There are a lot of reasons that I write romance, the most important seems to be that I can’t manage to come up with a plot that doesn’t turn into a love story somewhere along the way. Love stories are the ones that pull me in. Besides, I truly believe they are important. These are the stories that highlight the redemptive nature of our lives. 
Love, romantic love in particular, is one of the few things that make us uniquely human. Everything dies. Everything suffers. Fear, rage, pain--these are our raw animal emotions. I’m not denying they are a huge part of all of us. But love makes them bearable. Love allows us focus as much on our god-like nature as on our animal. And that journey, with all its sacrifices, from self-centeredness to true connection, makes for some damn compelling reading as far as I’m concerned. 
Maybe I am a true hopeless romantic. I’m cool with that. I just hope that the archeologists five thousand years from now find enough evidence to prove that our capacity to love each other was just as strong as our capacity to hate.

10 comments:

Sophie Littlefield said...

awwwww, you may indeed be a hopeless romantic but that was the coolest picture ever. :)

Adrienne Miller said...

Isn't it, Sophie? I love it. I've been waiting patiently for a post to use it in. :-)

Tom Neely said...

thank god you got hitched to another hopeless romantic :^)

Mysti Lou said...

Though a million screenwriters have used violence as an easy out for the conflict that dramatic stories need, love is far more arresting. That terrifying vulnerability, the promise of deep happiness set right beside the threat of deepest heartache, man, *that's* conflict.

Thanks for a great post!

Martha Flynn said...

I am going to hug you when I next see you. Don't be surprised.

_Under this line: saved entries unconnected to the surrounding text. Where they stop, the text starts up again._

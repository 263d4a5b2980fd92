//! Per-worker statistics and their aggregation.

use std::ops::AddAssign;

use crate::matrix::Matrix;

/// What one worker did over its lifetime.
///
/// Created zeroed when the worker starts, touched only by that worker, and
/// returned to the coordinator when the worker finishes.
#[derive(Debug, Clone, Copy, Default, PartialEq, Eq)]
pub struct ProdConsStats {
    /// Matrices produced (producers) or removed from the buffer (consumers).
    pub matrices: usize,
    /// Successful multiplications. Always 0 for producers.
    pub multiplied: usize,
    /// Sum of every element of every matrix handled.
    pub sum: i64,
}

impl ProdConsStats {
    /// Counts `matrix` as handled.
    #[inline]
    pub fn record(&mut self, matrix: &Matrix) {
        self.matrices += 1;
        self.sum += matrix.sum();
    }
}

impl AddAssign for ProdConsStats {
    fn add_assign(&mut self, rhs: Self) {
        self.matrices += rhs.matrices;
        self.multiplied += rhs.multiplied;
        self.sum += rhs.sum;
    }
}

impl std::iter::Sum for ProdConsStats {
    fn sum<I: Iterator<Item = Self>>(iter: I) -> Self {
        iter.fold(ProdConsStats::default(), |mut total, stats| {
            total += stats;
            total
        })
    }
}

/// Aggregated statistics of one complete run.
#[derive(Debug, Clone, Default)]
pub struct RunSummary {
    /// Totals over every producer that ran.
    pub produced: ProdConsStats,
    /// Totals over every consumer that ran.
    pub consumed: ProdConsStats,
    /// Producers whose statistics were collected.
    pub producers: usize,
    /// Consumers whose statistics were collected.
    pub consumers: usize,

    #[cfg(feature = "profiler")]
    pub timing: Option<crate::timer::TimingStats>,
}

impl RunSummary {
    /// Everything produced was consumed: same count and same element sum.
    pub fn is_balanced(&self) -> bool {
        self.produced.matrices == self.consumed.matrices && self.produced.sum == self.consumed.sum
    }

    #[inline]
    pub fn multiplied(&self) -> usize {
        self.consumed.multiplied
    }
}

Sophie Littlefield said...

I'm surprised already. ;-)

Juliet Blackwell said...

LOVE that photo! Wow -- great post, great defense of romance. We all need all we can get!

Rachael Herron said...

a-frikken-men!

Gary Corby said...

I think I might recognise that picture. If I recall correctly it's from an Italian dig not far from Verona, a city you may have heard of.

Not that Verona existed then. But it's sort of cool.